== RECORDS SUPPLIED ==
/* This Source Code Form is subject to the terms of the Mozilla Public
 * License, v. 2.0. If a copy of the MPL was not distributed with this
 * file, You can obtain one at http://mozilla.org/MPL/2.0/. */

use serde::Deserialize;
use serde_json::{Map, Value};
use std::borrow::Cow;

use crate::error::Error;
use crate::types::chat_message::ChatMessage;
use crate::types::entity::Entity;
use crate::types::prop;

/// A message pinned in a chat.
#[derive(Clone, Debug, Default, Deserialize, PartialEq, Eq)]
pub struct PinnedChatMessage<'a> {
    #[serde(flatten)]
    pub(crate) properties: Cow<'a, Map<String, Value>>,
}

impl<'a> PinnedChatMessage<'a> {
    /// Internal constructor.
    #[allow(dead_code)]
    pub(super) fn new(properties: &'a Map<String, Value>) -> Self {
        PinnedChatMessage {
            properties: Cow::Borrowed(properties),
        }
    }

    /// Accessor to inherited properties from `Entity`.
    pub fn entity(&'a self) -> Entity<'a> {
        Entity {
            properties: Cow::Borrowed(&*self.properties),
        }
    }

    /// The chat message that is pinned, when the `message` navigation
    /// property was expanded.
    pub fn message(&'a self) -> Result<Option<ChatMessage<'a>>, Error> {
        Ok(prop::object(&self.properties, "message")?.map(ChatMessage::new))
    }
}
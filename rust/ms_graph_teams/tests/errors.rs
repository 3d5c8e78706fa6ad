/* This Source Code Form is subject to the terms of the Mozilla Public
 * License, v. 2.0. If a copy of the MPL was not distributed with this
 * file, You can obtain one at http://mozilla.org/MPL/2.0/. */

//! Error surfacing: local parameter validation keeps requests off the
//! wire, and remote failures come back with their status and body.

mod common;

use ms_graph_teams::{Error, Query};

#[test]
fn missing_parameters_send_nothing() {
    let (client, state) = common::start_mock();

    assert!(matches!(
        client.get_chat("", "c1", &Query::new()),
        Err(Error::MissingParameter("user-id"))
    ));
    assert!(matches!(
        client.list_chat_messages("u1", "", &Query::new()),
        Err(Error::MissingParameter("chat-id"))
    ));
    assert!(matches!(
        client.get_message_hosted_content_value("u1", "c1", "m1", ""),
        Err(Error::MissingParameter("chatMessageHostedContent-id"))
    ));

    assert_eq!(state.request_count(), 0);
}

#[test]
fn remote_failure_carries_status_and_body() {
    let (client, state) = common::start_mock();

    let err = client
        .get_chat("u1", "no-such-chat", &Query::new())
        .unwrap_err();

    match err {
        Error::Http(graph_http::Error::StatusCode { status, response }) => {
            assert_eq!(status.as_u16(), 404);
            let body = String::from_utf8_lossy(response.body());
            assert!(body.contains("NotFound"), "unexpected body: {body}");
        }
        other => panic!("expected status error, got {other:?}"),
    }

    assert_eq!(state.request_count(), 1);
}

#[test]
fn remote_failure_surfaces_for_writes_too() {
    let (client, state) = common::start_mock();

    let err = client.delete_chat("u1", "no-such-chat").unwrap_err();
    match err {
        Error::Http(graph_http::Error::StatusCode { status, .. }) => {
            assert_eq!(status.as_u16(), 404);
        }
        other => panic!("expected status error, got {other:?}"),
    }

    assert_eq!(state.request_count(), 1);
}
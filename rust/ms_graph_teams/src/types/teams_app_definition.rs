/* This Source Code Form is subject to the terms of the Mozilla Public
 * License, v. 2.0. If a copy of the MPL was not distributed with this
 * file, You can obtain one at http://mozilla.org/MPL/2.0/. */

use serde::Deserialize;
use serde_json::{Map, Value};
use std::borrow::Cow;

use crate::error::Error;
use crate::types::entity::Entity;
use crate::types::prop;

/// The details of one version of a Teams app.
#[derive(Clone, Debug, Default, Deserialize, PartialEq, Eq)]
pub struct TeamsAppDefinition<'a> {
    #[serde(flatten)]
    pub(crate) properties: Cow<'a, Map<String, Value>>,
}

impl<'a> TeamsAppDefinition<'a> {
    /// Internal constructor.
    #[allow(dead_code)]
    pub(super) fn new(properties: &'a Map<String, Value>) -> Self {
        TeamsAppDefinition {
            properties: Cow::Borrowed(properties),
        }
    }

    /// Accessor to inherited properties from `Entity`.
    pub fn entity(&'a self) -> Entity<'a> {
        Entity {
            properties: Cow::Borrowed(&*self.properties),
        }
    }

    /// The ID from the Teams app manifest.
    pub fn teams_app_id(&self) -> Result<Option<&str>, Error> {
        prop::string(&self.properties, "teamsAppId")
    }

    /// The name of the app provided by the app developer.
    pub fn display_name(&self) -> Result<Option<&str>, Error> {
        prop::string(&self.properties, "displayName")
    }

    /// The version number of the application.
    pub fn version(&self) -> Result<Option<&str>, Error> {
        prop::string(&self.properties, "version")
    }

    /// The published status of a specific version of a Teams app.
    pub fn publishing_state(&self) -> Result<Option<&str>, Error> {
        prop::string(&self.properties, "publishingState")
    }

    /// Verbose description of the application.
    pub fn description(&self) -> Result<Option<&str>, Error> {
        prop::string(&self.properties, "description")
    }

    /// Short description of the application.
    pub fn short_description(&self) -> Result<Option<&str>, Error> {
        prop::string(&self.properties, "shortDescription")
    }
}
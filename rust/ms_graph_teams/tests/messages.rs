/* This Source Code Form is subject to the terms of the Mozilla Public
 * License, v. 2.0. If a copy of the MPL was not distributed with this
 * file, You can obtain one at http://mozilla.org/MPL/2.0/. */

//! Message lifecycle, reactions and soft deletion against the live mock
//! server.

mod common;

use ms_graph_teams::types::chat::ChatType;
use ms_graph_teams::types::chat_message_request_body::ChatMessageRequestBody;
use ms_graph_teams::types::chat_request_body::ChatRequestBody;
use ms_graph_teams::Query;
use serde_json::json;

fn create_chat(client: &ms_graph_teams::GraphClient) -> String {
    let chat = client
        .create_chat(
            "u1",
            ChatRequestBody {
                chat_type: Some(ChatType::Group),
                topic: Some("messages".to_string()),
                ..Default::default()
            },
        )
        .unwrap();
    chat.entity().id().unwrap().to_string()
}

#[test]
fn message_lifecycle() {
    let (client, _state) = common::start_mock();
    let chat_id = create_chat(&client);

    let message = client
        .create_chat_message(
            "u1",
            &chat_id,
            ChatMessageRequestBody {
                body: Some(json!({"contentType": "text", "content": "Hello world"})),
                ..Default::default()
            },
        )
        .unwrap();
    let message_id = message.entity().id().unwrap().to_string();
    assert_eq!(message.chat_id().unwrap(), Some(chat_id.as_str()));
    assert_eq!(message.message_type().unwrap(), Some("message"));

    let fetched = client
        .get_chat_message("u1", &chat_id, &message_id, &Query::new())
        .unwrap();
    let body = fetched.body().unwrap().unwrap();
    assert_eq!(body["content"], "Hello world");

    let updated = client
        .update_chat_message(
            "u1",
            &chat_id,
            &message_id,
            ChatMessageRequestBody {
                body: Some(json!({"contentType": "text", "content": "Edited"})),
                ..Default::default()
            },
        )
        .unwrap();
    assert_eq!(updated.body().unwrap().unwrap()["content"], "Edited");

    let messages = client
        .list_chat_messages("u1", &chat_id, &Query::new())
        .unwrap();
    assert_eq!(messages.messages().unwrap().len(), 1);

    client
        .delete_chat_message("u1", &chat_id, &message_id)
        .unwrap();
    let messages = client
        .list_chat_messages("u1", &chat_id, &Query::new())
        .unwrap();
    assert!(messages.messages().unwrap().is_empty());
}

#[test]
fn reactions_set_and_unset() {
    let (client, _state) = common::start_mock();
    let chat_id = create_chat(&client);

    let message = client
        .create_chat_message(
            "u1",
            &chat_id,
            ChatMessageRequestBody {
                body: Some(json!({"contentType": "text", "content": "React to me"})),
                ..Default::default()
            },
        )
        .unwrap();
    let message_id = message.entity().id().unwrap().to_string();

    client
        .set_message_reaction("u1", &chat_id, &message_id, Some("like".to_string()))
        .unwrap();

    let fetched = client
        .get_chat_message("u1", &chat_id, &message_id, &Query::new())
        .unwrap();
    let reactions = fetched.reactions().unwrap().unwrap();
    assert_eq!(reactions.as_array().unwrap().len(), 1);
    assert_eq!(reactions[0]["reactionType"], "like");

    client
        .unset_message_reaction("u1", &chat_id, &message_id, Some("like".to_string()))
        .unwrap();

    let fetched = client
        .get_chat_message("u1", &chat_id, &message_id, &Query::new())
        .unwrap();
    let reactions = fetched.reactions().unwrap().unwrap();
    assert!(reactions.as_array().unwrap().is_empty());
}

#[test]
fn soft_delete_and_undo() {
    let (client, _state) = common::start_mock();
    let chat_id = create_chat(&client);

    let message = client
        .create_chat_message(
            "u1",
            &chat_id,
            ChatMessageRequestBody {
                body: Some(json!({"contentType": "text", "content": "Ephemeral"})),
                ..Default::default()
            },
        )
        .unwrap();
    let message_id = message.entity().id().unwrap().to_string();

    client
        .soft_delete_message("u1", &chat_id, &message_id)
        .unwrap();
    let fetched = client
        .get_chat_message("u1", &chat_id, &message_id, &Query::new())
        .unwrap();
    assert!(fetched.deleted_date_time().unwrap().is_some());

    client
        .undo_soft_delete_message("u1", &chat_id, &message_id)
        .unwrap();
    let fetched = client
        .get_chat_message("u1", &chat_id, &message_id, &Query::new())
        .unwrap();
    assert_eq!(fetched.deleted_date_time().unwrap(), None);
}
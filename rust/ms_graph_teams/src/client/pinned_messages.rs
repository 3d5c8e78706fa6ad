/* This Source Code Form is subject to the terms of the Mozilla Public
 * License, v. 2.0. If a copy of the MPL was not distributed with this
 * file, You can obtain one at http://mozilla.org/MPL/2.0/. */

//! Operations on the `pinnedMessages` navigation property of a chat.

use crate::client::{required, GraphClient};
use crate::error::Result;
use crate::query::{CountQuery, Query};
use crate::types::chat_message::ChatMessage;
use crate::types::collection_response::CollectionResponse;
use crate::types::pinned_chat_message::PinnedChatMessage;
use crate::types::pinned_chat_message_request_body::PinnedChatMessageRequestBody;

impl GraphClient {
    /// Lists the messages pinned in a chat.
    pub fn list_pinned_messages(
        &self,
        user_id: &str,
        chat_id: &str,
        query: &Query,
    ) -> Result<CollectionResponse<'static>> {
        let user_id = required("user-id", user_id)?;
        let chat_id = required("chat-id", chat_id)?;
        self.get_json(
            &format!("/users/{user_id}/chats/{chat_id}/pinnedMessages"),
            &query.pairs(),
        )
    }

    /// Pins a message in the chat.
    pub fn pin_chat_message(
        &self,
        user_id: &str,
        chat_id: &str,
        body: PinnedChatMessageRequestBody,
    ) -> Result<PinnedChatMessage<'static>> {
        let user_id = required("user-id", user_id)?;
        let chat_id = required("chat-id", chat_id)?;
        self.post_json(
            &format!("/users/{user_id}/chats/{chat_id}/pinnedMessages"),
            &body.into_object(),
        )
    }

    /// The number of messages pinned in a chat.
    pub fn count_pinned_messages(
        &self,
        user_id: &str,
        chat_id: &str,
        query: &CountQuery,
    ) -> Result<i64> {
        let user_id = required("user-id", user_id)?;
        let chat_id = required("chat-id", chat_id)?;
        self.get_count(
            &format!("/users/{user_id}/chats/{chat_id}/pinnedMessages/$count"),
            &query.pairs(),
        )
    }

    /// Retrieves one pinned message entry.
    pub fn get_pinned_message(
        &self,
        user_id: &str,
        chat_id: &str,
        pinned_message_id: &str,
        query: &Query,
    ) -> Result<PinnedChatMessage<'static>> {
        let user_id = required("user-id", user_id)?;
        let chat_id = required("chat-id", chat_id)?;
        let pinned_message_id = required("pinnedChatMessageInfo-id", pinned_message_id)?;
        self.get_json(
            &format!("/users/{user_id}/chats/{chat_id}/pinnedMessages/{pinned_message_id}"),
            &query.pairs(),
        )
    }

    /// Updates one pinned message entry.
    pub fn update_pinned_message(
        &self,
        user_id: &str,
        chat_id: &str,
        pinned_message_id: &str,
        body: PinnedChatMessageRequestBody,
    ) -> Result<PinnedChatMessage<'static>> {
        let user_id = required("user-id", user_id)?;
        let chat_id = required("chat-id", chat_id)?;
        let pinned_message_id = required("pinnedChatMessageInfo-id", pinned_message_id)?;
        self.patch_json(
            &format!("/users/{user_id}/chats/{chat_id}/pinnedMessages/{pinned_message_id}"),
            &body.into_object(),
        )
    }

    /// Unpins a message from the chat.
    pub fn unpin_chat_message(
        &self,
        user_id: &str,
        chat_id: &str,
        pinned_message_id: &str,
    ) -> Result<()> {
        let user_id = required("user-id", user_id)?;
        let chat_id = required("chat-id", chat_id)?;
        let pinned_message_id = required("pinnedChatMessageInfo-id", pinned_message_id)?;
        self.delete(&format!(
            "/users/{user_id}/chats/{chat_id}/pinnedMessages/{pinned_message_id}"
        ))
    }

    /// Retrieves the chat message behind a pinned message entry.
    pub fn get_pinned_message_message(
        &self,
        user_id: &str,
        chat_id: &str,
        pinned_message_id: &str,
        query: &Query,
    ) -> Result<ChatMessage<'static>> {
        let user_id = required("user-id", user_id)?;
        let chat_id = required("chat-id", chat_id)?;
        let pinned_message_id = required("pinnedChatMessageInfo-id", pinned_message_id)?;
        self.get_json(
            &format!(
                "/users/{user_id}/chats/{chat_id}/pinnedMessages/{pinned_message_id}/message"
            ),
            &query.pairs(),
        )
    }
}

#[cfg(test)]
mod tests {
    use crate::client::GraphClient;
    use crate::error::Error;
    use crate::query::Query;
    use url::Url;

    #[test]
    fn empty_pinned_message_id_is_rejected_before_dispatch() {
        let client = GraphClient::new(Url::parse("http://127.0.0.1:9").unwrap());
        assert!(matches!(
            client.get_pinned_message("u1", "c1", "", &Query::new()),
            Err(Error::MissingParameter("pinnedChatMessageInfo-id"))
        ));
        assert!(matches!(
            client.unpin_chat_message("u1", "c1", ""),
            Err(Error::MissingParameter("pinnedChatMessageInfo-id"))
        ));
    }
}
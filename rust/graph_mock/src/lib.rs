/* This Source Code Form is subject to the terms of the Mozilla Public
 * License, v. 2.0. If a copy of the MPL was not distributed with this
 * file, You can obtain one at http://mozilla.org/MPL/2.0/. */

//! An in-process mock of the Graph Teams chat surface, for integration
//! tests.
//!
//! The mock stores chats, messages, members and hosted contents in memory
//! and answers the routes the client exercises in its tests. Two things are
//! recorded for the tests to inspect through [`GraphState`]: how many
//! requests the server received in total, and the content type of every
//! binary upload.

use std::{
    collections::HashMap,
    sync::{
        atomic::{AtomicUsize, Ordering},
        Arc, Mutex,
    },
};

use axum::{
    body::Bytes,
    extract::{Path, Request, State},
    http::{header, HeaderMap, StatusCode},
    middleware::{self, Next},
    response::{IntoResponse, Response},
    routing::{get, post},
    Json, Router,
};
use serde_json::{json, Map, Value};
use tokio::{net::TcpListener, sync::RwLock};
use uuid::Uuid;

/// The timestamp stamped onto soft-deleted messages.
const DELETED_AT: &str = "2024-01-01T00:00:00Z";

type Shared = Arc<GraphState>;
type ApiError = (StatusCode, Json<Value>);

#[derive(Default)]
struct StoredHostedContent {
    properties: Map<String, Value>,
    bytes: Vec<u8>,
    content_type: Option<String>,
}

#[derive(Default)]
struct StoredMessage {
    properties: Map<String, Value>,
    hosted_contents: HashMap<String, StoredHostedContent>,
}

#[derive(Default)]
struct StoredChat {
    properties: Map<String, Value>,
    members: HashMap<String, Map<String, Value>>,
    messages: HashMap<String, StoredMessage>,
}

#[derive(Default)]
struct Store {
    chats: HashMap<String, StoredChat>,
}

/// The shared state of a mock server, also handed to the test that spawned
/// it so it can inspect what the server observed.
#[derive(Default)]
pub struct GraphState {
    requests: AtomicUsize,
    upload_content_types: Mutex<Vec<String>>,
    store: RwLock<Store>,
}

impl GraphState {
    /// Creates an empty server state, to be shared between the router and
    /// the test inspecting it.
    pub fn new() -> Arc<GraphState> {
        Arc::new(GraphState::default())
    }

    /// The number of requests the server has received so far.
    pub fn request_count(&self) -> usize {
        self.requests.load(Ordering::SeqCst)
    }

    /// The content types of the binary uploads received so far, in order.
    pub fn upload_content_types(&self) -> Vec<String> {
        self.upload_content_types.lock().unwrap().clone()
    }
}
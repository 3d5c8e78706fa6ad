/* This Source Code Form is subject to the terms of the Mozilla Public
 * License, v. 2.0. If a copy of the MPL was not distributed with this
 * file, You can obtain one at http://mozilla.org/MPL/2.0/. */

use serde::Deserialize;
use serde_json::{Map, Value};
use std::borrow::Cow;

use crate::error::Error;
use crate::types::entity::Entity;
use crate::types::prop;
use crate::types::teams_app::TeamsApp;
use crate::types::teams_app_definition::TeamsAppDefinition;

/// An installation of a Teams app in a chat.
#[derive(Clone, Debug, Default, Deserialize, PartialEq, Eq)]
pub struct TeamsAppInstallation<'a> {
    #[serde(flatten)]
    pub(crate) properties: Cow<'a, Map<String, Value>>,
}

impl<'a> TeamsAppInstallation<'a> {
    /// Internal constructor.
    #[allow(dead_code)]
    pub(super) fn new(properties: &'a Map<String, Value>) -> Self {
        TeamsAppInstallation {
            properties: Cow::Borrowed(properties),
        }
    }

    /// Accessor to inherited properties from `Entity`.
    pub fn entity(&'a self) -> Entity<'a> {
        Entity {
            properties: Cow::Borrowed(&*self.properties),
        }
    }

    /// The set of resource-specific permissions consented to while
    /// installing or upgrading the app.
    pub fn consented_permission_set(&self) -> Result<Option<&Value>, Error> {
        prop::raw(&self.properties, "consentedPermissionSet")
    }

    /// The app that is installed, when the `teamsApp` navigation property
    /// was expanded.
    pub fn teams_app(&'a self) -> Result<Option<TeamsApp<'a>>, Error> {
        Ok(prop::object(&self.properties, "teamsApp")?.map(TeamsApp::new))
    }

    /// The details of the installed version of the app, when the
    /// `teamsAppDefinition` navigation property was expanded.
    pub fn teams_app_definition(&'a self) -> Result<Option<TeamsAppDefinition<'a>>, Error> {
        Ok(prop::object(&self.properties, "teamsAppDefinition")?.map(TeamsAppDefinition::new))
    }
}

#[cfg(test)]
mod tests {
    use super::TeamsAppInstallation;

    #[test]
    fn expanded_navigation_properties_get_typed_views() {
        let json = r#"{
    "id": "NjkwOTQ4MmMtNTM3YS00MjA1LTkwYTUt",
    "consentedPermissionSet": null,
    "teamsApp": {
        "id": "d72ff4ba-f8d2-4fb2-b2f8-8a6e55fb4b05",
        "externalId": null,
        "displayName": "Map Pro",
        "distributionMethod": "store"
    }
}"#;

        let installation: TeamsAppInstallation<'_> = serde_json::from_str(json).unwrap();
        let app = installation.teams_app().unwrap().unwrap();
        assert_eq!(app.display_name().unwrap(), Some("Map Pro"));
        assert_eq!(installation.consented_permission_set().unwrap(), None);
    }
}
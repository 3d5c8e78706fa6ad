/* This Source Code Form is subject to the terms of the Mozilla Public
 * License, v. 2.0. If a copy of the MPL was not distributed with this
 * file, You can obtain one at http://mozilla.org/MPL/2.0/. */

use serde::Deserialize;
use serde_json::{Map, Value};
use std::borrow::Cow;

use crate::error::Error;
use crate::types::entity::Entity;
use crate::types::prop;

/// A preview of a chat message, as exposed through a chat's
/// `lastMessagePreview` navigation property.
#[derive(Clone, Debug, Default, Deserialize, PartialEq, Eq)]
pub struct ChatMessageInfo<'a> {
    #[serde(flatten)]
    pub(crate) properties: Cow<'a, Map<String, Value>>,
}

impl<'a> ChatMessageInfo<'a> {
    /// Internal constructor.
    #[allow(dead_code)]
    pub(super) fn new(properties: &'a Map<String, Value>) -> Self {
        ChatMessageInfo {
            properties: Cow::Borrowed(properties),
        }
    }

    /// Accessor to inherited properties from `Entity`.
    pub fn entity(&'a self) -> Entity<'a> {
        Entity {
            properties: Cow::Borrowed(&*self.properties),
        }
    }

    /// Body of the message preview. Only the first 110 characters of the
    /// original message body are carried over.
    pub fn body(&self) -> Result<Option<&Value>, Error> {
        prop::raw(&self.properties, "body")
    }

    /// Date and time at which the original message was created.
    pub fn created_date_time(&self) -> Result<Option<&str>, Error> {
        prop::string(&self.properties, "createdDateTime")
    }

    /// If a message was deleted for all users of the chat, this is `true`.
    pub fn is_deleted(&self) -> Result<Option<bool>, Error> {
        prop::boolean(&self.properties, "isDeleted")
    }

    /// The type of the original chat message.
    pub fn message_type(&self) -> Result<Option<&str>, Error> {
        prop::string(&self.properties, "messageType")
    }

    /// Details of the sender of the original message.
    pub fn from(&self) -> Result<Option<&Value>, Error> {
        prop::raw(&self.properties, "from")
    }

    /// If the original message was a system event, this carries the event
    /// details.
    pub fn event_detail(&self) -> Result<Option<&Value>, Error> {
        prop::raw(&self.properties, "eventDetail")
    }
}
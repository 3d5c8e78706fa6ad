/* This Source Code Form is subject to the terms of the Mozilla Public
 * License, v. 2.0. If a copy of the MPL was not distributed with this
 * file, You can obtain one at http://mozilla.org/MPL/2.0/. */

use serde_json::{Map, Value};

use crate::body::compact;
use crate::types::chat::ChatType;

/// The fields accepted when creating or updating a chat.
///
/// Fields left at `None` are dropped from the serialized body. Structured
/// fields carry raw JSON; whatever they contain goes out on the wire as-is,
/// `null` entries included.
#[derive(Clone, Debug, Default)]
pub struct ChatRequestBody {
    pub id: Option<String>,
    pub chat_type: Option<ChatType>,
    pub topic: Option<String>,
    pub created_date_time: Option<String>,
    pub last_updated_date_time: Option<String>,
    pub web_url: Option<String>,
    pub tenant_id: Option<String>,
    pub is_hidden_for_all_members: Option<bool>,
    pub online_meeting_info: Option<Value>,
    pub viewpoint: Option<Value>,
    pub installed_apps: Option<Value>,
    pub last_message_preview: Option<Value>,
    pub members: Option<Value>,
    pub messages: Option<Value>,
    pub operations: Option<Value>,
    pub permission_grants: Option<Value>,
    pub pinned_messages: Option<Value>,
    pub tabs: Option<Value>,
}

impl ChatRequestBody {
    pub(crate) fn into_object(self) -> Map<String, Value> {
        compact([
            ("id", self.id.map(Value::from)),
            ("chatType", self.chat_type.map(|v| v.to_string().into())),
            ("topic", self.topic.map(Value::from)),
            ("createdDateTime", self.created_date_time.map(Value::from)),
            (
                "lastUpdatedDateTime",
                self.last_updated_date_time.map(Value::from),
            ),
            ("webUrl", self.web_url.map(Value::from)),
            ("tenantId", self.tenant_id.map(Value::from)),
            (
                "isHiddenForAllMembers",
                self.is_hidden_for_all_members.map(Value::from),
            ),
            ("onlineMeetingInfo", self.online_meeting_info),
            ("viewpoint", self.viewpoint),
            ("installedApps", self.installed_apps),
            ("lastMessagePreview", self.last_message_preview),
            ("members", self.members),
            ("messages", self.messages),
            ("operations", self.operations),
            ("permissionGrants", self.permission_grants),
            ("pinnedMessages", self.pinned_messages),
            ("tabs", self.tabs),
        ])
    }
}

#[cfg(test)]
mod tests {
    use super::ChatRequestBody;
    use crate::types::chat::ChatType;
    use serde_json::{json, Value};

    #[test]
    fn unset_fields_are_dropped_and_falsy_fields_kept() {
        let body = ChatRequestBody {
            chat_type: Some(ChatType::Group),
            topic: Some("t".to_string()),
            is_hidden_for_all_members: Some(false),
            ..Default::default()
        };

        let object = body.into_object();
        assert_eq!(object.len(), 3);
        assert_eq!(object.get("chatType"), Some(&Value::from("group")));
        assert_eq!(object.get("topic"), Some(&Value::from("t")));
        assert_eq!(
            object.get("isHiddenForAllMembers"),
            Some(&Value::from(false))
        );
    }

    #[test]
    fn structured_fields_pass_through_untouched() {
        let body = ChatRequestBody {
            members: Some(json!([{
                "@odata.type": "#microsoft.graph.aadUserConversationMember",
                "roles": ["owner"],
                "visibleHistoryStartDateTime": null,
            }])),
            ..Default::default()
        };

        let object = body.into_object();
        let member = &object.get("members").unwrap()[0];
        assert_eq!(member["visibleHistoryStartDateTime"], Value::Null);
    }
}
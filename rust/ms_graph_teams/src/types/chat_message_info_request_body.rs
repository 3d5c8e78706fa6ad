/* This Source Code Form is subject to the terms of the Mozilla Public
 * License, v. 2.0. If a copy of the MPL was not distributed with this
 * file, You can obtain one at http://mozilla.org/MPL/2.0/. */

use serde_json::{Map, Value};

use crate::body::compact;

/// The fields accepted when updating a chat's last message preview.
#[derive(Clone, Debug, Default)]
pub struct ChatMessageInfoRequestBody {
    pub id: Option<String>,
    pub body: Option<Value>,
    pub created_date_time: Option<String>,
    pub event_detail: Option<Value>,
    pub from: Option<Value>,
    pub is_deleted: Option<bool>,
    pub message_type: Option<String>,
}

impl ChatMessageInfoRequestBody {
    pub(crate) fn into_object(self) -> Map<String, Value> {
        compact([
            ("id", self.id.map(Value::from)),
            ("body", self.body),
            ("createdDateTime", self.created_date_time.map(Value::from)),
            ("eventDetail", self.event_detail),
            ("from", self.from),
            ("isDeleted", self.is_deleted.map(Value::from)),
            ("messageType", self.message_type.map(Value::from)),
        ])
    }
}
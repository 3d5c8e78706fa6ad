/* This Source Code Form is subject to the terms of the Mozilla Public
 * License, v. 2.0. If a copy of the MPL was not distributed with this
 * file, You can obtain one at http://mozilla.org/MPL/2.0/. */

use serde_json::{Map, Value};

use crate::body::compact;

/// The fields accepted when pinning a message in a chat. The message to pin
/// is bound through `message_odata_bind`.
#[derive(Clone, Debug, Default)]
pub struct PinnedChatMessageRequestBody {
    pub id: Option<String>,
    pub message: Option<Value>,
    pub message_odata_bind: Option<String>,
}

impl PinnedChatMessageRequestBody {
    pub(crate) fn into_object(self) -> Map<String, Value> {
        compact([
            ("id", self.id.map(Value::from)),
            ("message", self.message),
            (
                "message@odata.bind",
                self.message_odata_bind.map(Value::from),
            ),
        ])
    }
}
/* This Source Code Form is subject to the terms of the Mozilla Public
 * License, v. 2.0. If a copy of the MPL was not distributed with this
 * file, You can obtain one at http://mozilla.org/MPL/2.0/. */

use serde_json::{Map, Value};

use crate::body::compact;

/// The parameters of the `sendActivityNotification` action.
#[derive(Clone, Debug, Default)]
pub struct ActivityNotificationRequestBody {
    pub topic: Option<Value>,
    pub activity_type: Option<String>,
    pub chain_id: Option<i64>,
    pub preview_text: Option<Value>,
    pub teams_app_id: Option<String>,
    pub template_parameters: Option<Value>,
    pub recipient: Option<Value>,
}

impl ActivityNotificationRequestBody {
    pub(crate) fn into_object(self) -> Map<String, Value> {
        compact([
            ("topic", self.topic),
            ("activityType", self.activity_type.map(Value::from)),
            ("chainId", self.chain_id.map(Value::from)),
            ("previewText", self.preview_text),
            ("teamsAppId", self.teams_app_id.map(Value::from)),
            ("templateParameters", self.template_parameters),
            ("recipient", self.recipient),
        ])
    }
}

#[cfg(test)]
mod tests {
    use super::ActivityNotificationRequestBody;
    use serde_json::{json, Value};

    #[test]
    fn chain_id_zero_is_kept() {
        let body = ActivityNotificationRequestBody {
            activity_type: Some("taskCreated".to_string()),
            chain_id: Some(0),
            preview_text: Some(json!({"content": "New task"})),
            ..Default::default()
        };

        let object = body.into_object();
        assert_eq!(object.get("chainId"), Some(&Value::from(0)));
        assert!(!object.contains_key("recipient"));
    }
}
===
The lines sought are those in the data above that include the string "tabs"; copy each one.

    pub tabs: Option<Value>,
            ("tabs", self.tabs),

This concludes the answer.